Cell signaling networks modulate gene expression in response to internal and external stimuli. Rapid cellular adaptation to changing physiological and environmental conditions requires a strict control of the mRNA metabolism. The RNA-binding proteins (RBPs) are posttranscriptional gene regulators that determine the fate of mRNAs at each stage of their life cycle. Generally, the dynamic composition and properties of each cellular compartment exert an important influence on the function of the RBPs. But more specifically, RBP activities are tightly fine-tuned by a diverse array of post-translational modifications (PTMs) that govern protein stability, turnover, subcellular localization and interactions. Here, we have investigated the changes in liquid-liquid phase separation (LLPS) propensity and nucleo-cytoplasmic distribution of T-cell intracellular antigen 1 (TIA-1), a well-known RBP, upon phosphorylation at serines 198 and 199. For this, we resorted to a multidisciplinary approach that combined biochemical and computational methods, as well as the use of phosphomimetic mutations of serine to either aspartate or glutamate.
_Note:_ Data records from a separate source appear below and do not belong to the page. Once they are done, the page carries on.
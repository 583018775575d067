//! Snapshot root pointers.
//!
//! A snapshot is the immutable entry point of one backup run: a timestamp,
//! the backed-up paths, and the id of the root tree. Snapshots are addressed
//! by their storage name, which is what listings and prefix resolution
//! operate on.

use serde::{Deserialize, Serialize};
use time::OffsetDateTime;
use tracing::debug;

use crate::backend::ObjectKind;
use crate::host;
use crate::id::Id;
use crate::index::{Blob, BlobMap};
use crate::repo::{Repository, RepositoryError};
use crate::tree::Tree;

/// The root pointer of one backup.
///
/// `tree` is the plaintext id of the root [`Tree`]; the accompanying `map`
/// carries that tree's blob descriptor so a fresh session can resolve the
/// root without any prior index state. `parent` is the storage name of the
/// snapshot this one superseded, if any.
#[derive(Debug, Clone, PartialEq, Serialize, Deserialize)]
pub struct Snapshot {
    #[serde(with = "time::serde::rfc3339")]
    pub time: OffsetDateTime,
    #[serde(default, skip_serializing_if = "Option::is_none")]
    pub parent: Option<Id>,
    pub tree: Id,
    pub paths: Vec<String>,
    #[serde(default, skip_serializing_if = "String::is_empty")]
    pub hostname: String,
    #[serde(default, skip_serializing_if = "String::is_empty")]
    pub username: String,
    #[serde(default, skip_serializing_if = "BlobMap::is_empty")]
    pub map: BlobMap,
}

impl Snapshot {
    /// A snapshot of `paths` rooted at the tree described by `root`,
    /// stamped with the current time and host identity
    pub fn new(paths: Vec<String>, root: &Blob) -> Self {
        Snapshot {
            time: OffsetDateTime::now_utc(),
            parent: None,
            tree: root.id,
            paths,
            hostname: host::hostname(),
            username: host::username(),
            map: BlobMap::from(vec![*root]),
        }
    }

    pub fn with_parent(mut self, parent: Id) -> Self {
        self.parent = Some(parent);
        self
    }

    /// Store the snapshot, returning its storage name
    pub async fn save(&self, repo: &Repository) -> Result<Id, RepositoryError> {
        let blob = repo.save_json(ObjectKind::Snapshot, self).await?;
        debug!(snapshot = %blob.storage_id, tree = %self.tree, "saved snapshot");
        Ok(blob.storage_id)
    }

    /// Load a snapshot by its storage name, merging its blob map into the
    /// repository index so the root tree resolves
    pub async fn load(repo: &Repository, name: &str) -> Result<Snapshot, RepositoryError> {
        let snapshot: Snapshot = repo.load_json_name(ObjectKind::Snapshot, name).await?;
        repo.index().merge(&snapshot.map)?;
        Ok(snapshot)
    }

    /// Load the root tree this snapshot points at
    pub async fn tree(&self, repo: &Repository) -> Result<Tree, RepositoryError> {
        let blob = self
            .map
            .find(&self.tree)
            .copied()
            .or_else(|| repo.index().find(&self.tree))
            .ok_or(RepositoryError::BlobNotFound { id: self.tree })?;
        Tree::load(repo, &blob).await
    }
}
Results uncovered a potential allosteric regulatory pathway for TIA-1 LLPS, by which S198/199 phosphorylation in RNA-recognition motif 3 (RRM3) would induce conformational rearrangements in the prion-related domain (PRD) that promotes stress granules (SGs) formation. Moreover, the same double phosphorylation would also increase TIA-1 cytoplasmic accumulation by impairing its association with target RNAs, presumably due to the reduced capacity of nuclear transcripts to retain this protein. Interestingly, although both aspartate and glutamate substitutions at S198/199 led to similar TIA-1 nucleo-cytoplasmic distributions, only the latter were capable of instigating LLPS and SGs formation, highlighting the importance of testing computationally and/or experimentally different alternatives to mimic phosphorylation. In addition, we have extended our knowledge on the molecular basis underlying the Zn2+-mediated LLPS of TIA-1 by studying the role of its RRM domains. We discovered that the Zn2+-chelating ability of histidines 94 and 96 of RRM2 facilitates the multimerization of TIA-1 in a PRD-independent manner. In sum, we propose herein novel mechanisms regulating TIA-1 subcellular localization, LLPS and recruitment into SGs.